— ACTIVITY —
Write out every record in full, exactly as written, please.

— SUPPLIED INFORMATION —
//! Read-side joins over the entity stores.
//!
//! A post is only renderable together with its author. Every other relation is
//! optional: missing stats become `None` and missing children become empty lists.

use serde::{Deserialize, Serialize};

use pw_db::{
    Store,
    models::{Comment, Post, PostFilter, PostStats, Question, Resource, User},
    repositories::{comment, post, question, resource, stats, user},
};

/// A comment with its author, when the author still resolves
#[derive(Debug, Clone, PartialEq, Serialize, Deserialize)]
pub struct EnrichedComment {
    pub comment: Comment,
    pub author: Option<User>,
}

/// Everything the detail page shows for one post
#[derive(Debug, Clone, PartialEq, Serialize, Deserialize)]
pub struct EnrichedPost {
    pub post: Post,
    pub author: User,
    pub stats: Option<PostStats>,
    pub questions: Vec<Question>,
    pub resources: Vec<Resource>,
    /// Oldest first
    pub comments: Vec<EnrichedComment>,
}

/// Feed card: a post with its author and stats only
#[derive(Debug, Clone, PartialEq, Serialize, Deserialize)]
pub struct PostSummary {
    pub post: Post,
    pub author: User,
    pub stats: Option<PostStats>,
}

/// Join `post` with all of its relations.
///
/// Returns `None` when the author does not resolve.
pub fn enrich(store: &Store, post: &Post) -> Option<EnrichedPost> {
    let Some(author) = user::find_profile_by_id(store, &post.main.author_id) else {
        tracing::warn!(
            post_id = %post.id,
            author_id = %post.main.author_id,
            "Post author does not resolve, post is not renderable"
        );
        return None;
    };

    let comments = comment::list_by_post_id(store, &post.id)
        .into_iter()
        .map(|c| EnrichedComment {
            comment: c.clone(),
            author: user::find_profile_by_id(store, &c.author_id).cloned(),
        })
        .collect();

    Some(EnrichedPost {
        post: post.clone(),
        author: author.clone(),
        stats: stats::find_by_post_id(store, &post.id).cloned(),
        questions: question::list_by_post_id(store, &post.id)
            .into_iter()
            .cloned()
            .collect(),
        resources: resource::list_by_post_id(store, &post.id)
            .into_iter()
            .cloned()
            .collect(),
        comments,
    })
}

/// Look up a post by id and join it with all of its relations.
///
/// `None` covers both an unknown id and a post whose author does not resolve.
pub fn enrich_post(store: &Store, post_id: &str) -> Option<EnrichedPost> {
    let Some(post) = post::find_by_id(store, post_id) else {
        tracing::debug!(%post_id, "Post not found");
        return None;
    };
    enrich(store, post)
}

/// Join `post` with its author and stats.
pub fn summarize(store: &Store, post: &Post) -> Option<PostSummary> {
    let author = user::find_profile_by_id(store, &post.main.author_id)?;
    Some(PostSummary {
        post: post.clone(),
        author: author.clone(),
        stats: stats::find_by_post_id(store, &post.id).cloned(),
    })
}

/// Summaries for `posts`, in input order.
///
/// Posts whose author does not resolve are left out rather than shown without one.
pub fn enrich_post_list<'p>(
    store: &Store,
    posts: impl IntoIterator<Item = &'p Post>,
) -> Vec<PostSummary> {
    posts
        .into_iter()
        .filter_map(|p| {
            let summary = summarize(store, p);
            if summary.is_none() {
                tracing::warn!(post_id = %p.id, "Dropping post with unresolved author from list");
            }
            summary
        })
        .collect()
}

/// The post feed: filtered, newest first, summarized.
pub fn feed(store: &Store, filter: &PostFilter) -> Vec<PostSummary> {
    enrich_post_list(store, post::list(store, filter))
}
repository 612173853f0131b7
pub mod routes;

pub use routes::routes;
use std::sync::Arc;

use pw_db::{Store, repositories::connection::ConnectionBook};

use crate::{ApiConfig, config::Environment};

#[derive(Clone, Debug)]
pub struct ApiState {
    /// Read-only entity stores
    pub store: Arc<Store>,
    /// Mentor connection requests, the only mutable state
    pub connections: Arc<ConnectionBook>,
    pub environment: Environment,
}

impl ApiState {
    pub fn new(config: &ApiConfig, store: Store) -> Self {
        Self {
            store: Arc::new(store),
            connections: Arc::new(ConnectionBook::new()),
            environment: config.env,
        }
    }
}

— OUTPUT FOR THIS TASK —
//! Read-side joins over the entity stores.
//!
//! A post is only renderable together with its author. Every other relation is
//! optional: missing stats become `None` and missing children become empty lists.

use serde::{Deserialize, Serialize};

use pw_db::{
    Store,
    models::{Comment, Post, PostFilter, PostStats, Question, Resource, User},
    repositories::{comment, post, question, resource, stats, user},
};

/// A comment with its author, when the author still resolves
#[derive(Debug, Clone, PartialEq, Serialize, Deserialize)]
pub struct EnrichedComment {
    pub comment: Comment,
    pub author: Option<User>,
}

/// Everything the detail page shows for one post
#[derive(Debug, Clone, PartialEq, Serialize, Deserialize)]
pub struct EnrichedPost {
    pub post: Post,
    pub author: User,
    pub stats: Option<PostStats>,
    pub questions: Vec<Question>,
    pub resources: Vec<Resource>,
    /// Oldest first
    pub comments: Vec<EnrichedComment>,
}

/// Feed card: a post with its author and stats only
#[derive(Debug, Clone, PartialEq, Serialize, Deserialize)]
pub struct PostSummary {
    pub post: Post,
    pub author: User,
    pub stats: Option<PostStats>,
}

/// Join `post` with all of its relations.
///
/// Returns `None` when the author does not resolve.
pub fn enrich(store: &Store, post: &Post) -> Option<EnrichedPost> {
    let Some(author) = user::find_profile_by_id(store, &post.main.author_id) else {
        tracing::warn!(
            post_id = %post.id,
            author_id = %post.main.author_id,
            "Post author does not resolve, post is not renderable"
        );
        return None;
    };

    let comments = comment::list_by_post_id(store, &post.id)
        .into_iter()
        .map(|c| EnrichedComment {
            comment: c.clone(),
            author: user::find_profile_by_id(store, &c.author_id).cloned(),
        })
        .collect();

    Some(EnrichedPost {
        post: post.clone(),
        author: author.clone(),
        stats: stats::find_by_post_id(store, &post.id).cloned(),
        questions: question::list_by_post_id(store, &post.id)
            .into_iter()
            .cloned()
            .collect(),
        resources: resource::list_by_post_id(store, &post.id)
            .into_iter()
            .cloned()
            .collect(),
        comments,
    })
}

/// Look up a post by id and join it with all of its relations.
///
/// `None` covers both an unknown id and a post whose author does not resolve.
pub fn enrich_post(store: &Store, post_id: &str) -> Option<EnrichedPost> {
    let Some(post) = post::find_by_id(store, post_id) else {
        tracing::debug!(%post_id, "Post not found");
        return None;
    };
    enrich(store, post)
}

/// Join `post` with its author and stats.
pub fn summarize(store: &Store, post: &Post) -> Option<PostSummary> {
    let author = user::find_profile_by_id(store, &post.main.author_id)?;
    Some(PostSummary {
        post: post.clone(),
        author: author.clone(),
        stats: stats::find_by_post_id(store, &post.id).cloned(),
    })
}

/// Summaries for `posts`, in input order.
///
/// Posts whose author does not resolve are left out rather than shown without one.
pub fn enrich_post_list<'p>(
    store: &Store,
    posts: impl IntoIterator<Item = &'p Post>,
) -> Vec<PostSummary> {
    posts
        .into_iter()
        .filter_map(|p| {
            let summary = summarize(store, p);
            if summary.is_none() {
                tracing::warn!(post_id = %p.id, "Dropping post with unresolved author from list");
            }
            summary
        })
        .collect()
}

/// The post feed: filtered, newest first, summarized.
pub fn feed(store: &Store, filter: &PostFilter) -> Vec<PostSummary> {
    enrich_post_list(store, post::list(store, filter))
}
repository 612173853f0131b7
pub mod routes;

pub use routes::routes;
use std::sync::Arc;

use pw_db::{Store, repositories::connection::ConnectionBook};

use crate::{ApiConfig, config::Environment};

#[derive(Clone, Debug)]
pub struct ApiState {
    /// Read-only entity stores
    pub store: Arc<Store>,
    /// Mentor connection requests, the only mutable state
    pub connections: Arc<ConnectionBook>,
    pub environment: Environment,
}

impl ApiState {
    pub fn new(config: &ApiConfig, store: Store) -> Self {
        Self {
            store: Arc::new(store),
            connections: Arc::new(ConnectionBook::new()),
            environment: config.env,
        }
    }
}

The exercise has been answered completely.